The evidence for an inferential process that influences saccade programming when a person is present as the gaze goal in the scene might be expected. But, the inferential process still prevailed when a target/distractor was absent. It is likely that even when no person is present at the gaze goal location, the brain uses information about the scene including the ground, the objects, and the sky to make estimates of likely gaze goals. Prior knowledge about the maximum angular rotation of the gazer’s head also constrains the possible gazer goals. This information is used by observers to program anticipatory inferential eye movements even in the absence of an unambiguous visible gazer goal (e.g., a person) in the observer’s visual periphery.

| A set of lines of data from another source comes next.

use crate::auth::{AuthRouterExt, AuthUser, Role};
use crate::errors::ServiceError;
use crate::handlers::common::{created, ok, paginated};
use crate::handlers::AppState;
use crate::services::reports::{GenerateRecapRequest, RecapListQuery, RecapRunView};
use crate::{ApiResponse, PaginatedResponse};
use axum::{
    extract::{Json, Path, Query, State},
    http::StatusCode,
    routing::{get, post},
    Router,
};
use uuid::Uuid;

/// Aggregate bookings, meetings and payments for a date range into an xlsx workbook
#[utoipa::path(
    post,
    path = "/api/rekap",
    request_body = GenerateRecapRequest,
    responses(
        (status = 201, description = "Recap generated", body = ApiResponse<RecapRunView>),
        (status = 400, description = "Invalid date range", body = crate::errors::ErrorResponse),
    ),
    security(("bearer_auth" = [])),
    tag = "Rekap"
)]
pub async fn generate_recap(
    State(state): State<AppState>,
    user: AuthUser,
    Json(request): Json<GenerateRecapRequest>,
) -> Result<(StatusCode, Json<ApiResponse<RecapRunView>>), ServiceError> {
    let admin_id = user.require_admin()?;
    let run = state.services.reports.generate(admin_id, request).await?;
    Ok(created(run))
}

#[utoipa::path(
    get,
    path = "/api/rekap",
    params(RecapListQuery),
    responses((status = 200, description = "Previous recap runs", body = ApiResponse<PaginatedResponse<RecapRunView>>)),
    security(("bearer_auth" = [])),
    tag = "Rekap"
)]
pub async fn list_recaps(
    State(state): State<AppState>,
    Query(query): Query<RecapListQuery>,
) -> Result<(StatusCode, Json<ApiResponse<PaginatedResponse<RecapRunView>>>), ServiceError> {
    let (page, limit) = (query.page, query.limit);
    let result = state.services.reports.list(query).await?;
    Ok(paginated(result, page, limit))
}

#[utoipa::path(
    get,
    path = "/api/rekap/{id}",
    params(("id" = Uuid, Path, description = "Recap run id")),
    responses(
        (status = 200, description = "Recap run", body = ApiResponse<RecapRunView>),
        (status = 404, description = "Not found", body = crate::errors::ErrorResponse),
    ),
    security(("bearer_auth" = [])),
    tag = "Rekap"
)]
pub async fn get_recap(
    State(state): State<AppState>,
    Path(id): Path<Uuid>,
) -> Result<(StatusCode, Json<ApiResponse<RecapRunView>>), ServiceError> {
    let run = state.services.reports.get(id).await?;
    Ok(ok(run))
}

pub fn routes() -> Router<AppState> {
    Router::new()
        .route("/", post(generate_recap).get(list_recaps))
        .route("/:id", get(get_recap))
        .with_role(Role::Admin)
}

Second, we found that early first saccades are executed when the gazer’s head velocity diminishes to values comparable to the velocity that is typical during the 200ms time interval before the head stops. This is consistent with the idea that observers use the gazer’s head velocity to dynamically make inferences about the likelihood that the head will stop and then execute a saccade towards the likely gaze goals. However, our data also suggest that other cues are used to infer that the gazer’s head will stop. For example, for some trials with longer first saccade latencies (no reverse saccade trials), the head velocity before the observers’ saccade execution is almost double the typical head velocities during the 200ms time interval before a head stops (Figure 4e). Thus, the observers must rely on other cues. In these long latency trials (Figure 4e) there is a reduction of the head velocity in the 200ms before the saccade execution suggesting that observers use the head’s deceleration to infer that the gazer’s head will come to a stop and then execute the first gaze-following saccade. It is also likely that for trials with a gaze goal, observers use an estimated error between the implied gaze direction and the gaze goal to plan saccades. Small estimated angular errors might be used to trigger saccades. Thus, we suggest that the observers’ oculomotor system might use multiple cues (head velocity, head deceleration, estimated gaze errors, etc) to infer that the gazer’s head might stop and trigger gaze-following saccades.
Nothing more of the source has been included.